From The Washington Post

An unusual combination of character traits led 31-year-old Clea Koff to her profession. She is hard-working, physically strong and emotionally resilient; she has a capacity for stoicism, a desire for justice, and the ability to respond with equanimity to the sight and smell of maggot-ridden, decomposing flesh. As a child, Koff buried dead birds in plastic bags in her yard so that she could dig them up later and examine their state of decay. By age 23, she was an anthropologist serving in Rwanda on the first forensic team ever dispatched to assemble evidence of war crimes. There, she and her colleagues extracted some 500 bodies from the largest mass grave ever exhumed. For Koff, it was only the beginning. She would serve on six more missions in Rwanda, Croatia, Bosnia and Kosovo.
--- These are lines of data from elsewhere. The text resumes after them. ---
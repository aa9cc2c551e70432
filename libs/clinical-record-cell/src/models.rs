use chrono::NaiveDateTime;
use serde::{Deserialize, Serialize};
use serde_json::Value;

use appointment_cell::{id_as_string, AppointmentError, AppointmentStatus, DynamicField};
use profile_cell::{Profile, ProfileError};
use shared_models::error::AppError;
use shared_utils::format::parse_local_datetime;

pub const DEFAULT_REVIEW: &str = "Historia clínica registrada";

// ==============================================================================
// RECORD MODELS
// ==============================================================================

/// A row of `historias_clinicas`.
#[derive(Debug, Clone, Serialize, Deserialize)]
pub struct ClinicalRecord {
    #[serde(deserialize_with = "id_as_string")]
    pub id: String,
    pub paciente_id: String,
    pub especialista_id: String,
    #[serde(deserialize_with = "id_as_string")]
    pub turno_id: String,
    pub fecha_atencion: String,
    #[serde(default)]
    pub altura: Option<f64>,
    #[serde(default)]
    pub peso: Option<f64>,
    #[serde(default)]
    pub temperatura: Option<f64>,
    #[serde(default)]
    pub presion: Option<String>,
    #[serde(default)]
    pub datos_dinamicos: Option<Vec<DynamicField>>,
    #[serde(default)]
    pub created_at: Option<String>,
    #[serde(default)]
    pub updated_at: Option<String>,
}

impl ClinicalRecord {
    pub fn attended_at(&self) -> Option<NaiveDateTime> {
        parse_local_datetime(&self.fecha_atencion)
    }

    pub fn fields(&self) -> &[DynamicField] {
        self.datos_dinamicos.as_deref().unwrap_or(&[])
    }
}

/// A record with the profiles of the people involved, where they could be loaded.
#[derive(Debug, Clone, Serialize)]
pub struct RecordEntry {
    pub historia: ClinicalRecord,
    pub paciente: Option<Profile>,
    pub especialista: Option<Profile>,
}

impl RecordEntry {
    pub fn bare(historia: ClinicalRecord) -> Self {
        Self { historia, paciente: None, especialista: None }
    }
}

#[derive(Debug, Clone, Serialize)]
pub struct AttendedPatients {
    pub paciente_ids: Vec<String>,
    pub pacientes: Vec<Profile>,
}

// ==============================================================================
// REQUEST MODELS
// ==============================================================================

#[derive(Debug, Clone, Deserialize)]
pub struct CreateClinicalRecordRequest {
    pub altura: f64,
    pub peso: f64,
    pub temperatura: f64,
    pub presion: String,
    #[serde(default)]
    pub datos_dinamicos: Vec<DynamicField>,
    #[serde(default, alias = "reseña")]
    pub resena: Option<String>,
}

#[derive(Debug, Clone, Default, Deserialize)]
pub struct UpdateClinicalRecordRequest {
    pub altura: Option<f64>,
    pub peso: Option<f64>,
    pub temperatura: Option<f64>,
    pub presion: Option<String>,
    pub datos_dinamicos: Option<Vec<DynamicField>>,
}

impl UpdateClinicalRecordRequest {
    pub fn is_empty(&self) -> bool {
        self.altura.is_none()
            && self.peso.is_none()
            && self.temperatura.is_none()
            && self.presion.is_none()
            && self.datos_dinamicos.is_none()
    }
}

// ==============================================================================
// ERRORS
// ==============================================================================

#[derive(Debug, thiserror::Error)]
pub enum ClinicalRecordError {
    #[error("Historia clínica no encontrada")]
    NotFound,

    #[error("Turno no encontrado")]
    AppointmentNotFound,

    #[error("Paciente no encontrado")]
    PatientNotFound,

    #[error("El turno ya tiene una historia clínica")]
    AlreadyExists,

    #[error("Solo se puede registrar la historia de un turno aceptado (estado actual: {0})")]
    AppointmentNotAccepted(AppointmentStatus),

    #[error("No tiene permiso para acceder a esta historia clínica")]
    Unauthorized,

    #[error("{0}")]
    Forbidden(String),

    #[error("{0}")]
    ValidationError(String),

    #[error("PDF error: {0}")]
    PdfError(String),

    #[error("Database error: {0}")]
    DatabaseError(String),

    #[error(transparent)]
    Appointment(#[from] AppointmentError),
}

impl From<ClinicalRecordError> for AppError {
    fn from(err: ClinicalRecordError) -> Self {
        match err {
            ClinicalRecordError::NotFound
            | ClinicalRecordError::AppointmentNotFound
            | ClinicalRecordError::PatientNotFound => {
                AppError::NotFound(err.to_string())
            }
            ClinicalRecordError::AlreadyExists | ClinicalRecordError::AppointmentNotAccepted(_) => {
                AppError::Conflict(err.to_string())
            }
            ClinicalRecordError::Unauthorized => AppError::Forbidden(err.to_string()),
            ClinicalRecordError::Forbidden(msg) => AppError::Forbidden(msg),
            ClinicalRecordError::ValidationError(msg) => AppError::ValidationError(msg),
            ClinicalRecordError::PdfError(msg) => AppError::Internal(msg),
            ClinicalRecordError::DatabaseError(msg) => AppError::Database(msg),
            ClinicalRecordError::Appointment(inner) => inner.into(),
        }
    }
}

impl From<ProfileError> for ClinicalRecordError {
    fn from(err: ProfileError) -> Self {
        match err {
            ProfileError::NotFound => ClinicalRecordError::PatientNotFound,
            ProfileError::NotASpecialist => ClinicalRecordError::ValidationError(err.to_string()),
            ProfileError::Forbidden(msg) => ClinicalRecordError::Forbidden(msg),
            ProfileError::ValidationError(msg) => ClinicalRecordError::ValidationError(msg),
            ProfileError::DatabaseError(msg) => ClinicalRecordError::DatabaseError(msg),
        }
    }
}

/// Turns a stored row into a record, reporting malformed rows as database errors.
pub fn record_from_row(row: Value) -> Result<ClinicalRecord, ClinicalRecordError> {
    serde_json::from_value(row).map_err(|e| ClinicalRecordError::DatabaseError(format!("Invalid record row: {}", e)))
}

#[cfg(test)]
mod tests {
    use super::*;
    use serde_json::json;

    #[test]
    fn record_accepts_numeric_ids_and_missing_fields() {
        let record = record_from_row(json!({
            "id": 7,
            "paciente_id": "p1",
            "especialista_id": "s1",
            "turno_id": 12,
            "fecha_atencion": "2024-01-15T10:00:00",
            "datos_dinamicos": null
        }))
        .unwrap();

        assert_eq!(record.id, "7");
        assert_eq!(record.turno_id, "12");
        assert!(record.fields().is_empty());
        assert!(record.attended_at().is_some());
    }

    #[test]
    fn empty_update_is_detected() {
        assert!(UpdateClinicalRecordRequest::default().is_empty());
        let update = UpdateClinicalRecordRequest { peso: Some(70.0), ..Default::default() };
        assert!(!update.is_empty());
    }
}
What drives a person to devote her life to studying the dead? How can such work come to feel normal -- even exhilarating -- rather than soul-crushing, tragic or horrifying? Such questions stalk Koff throughout The Bone Woman, a memoir of her work on mass graves for the International Criminal Tribunals for Rwanda and Yugoslavia. She says she is driven in large part by idealism. "I find it inordinately satisfying to lift bodies I've excavated out of the grave," she writes. "These are people whom someone attempted to expunge from the record, the very bodies perpetrators sought to hide." When a reporter asks Koff what she's thinking as she probes the earth to determine the dimensions of a mass grave, Koff replies, "I'm thinking, 'We're coming. We're coming to take you out.' " (Koff's colleagues teased her mercilessly for the earnestness of this remark. Her boss liked to say that Koff was thinking, "We're coming . . . we're coming to take you out to dinner.") Confronted with a prodigious pile of corpses, Koff does not feel helpless: She feels constructively engaged. Indeed, Koff sees herself bound to the victims and survivors of genocide by "silvery threads"; to surviving relatives, she hopes to offer closure, in the form of a body for burial and an explanation of how and where a loved one died. To the dead, Koff imagines she offers release from the anonymity of mass burial and a sort of justice in the form of incontrovertible evidence that they were civilians killed in cold blood.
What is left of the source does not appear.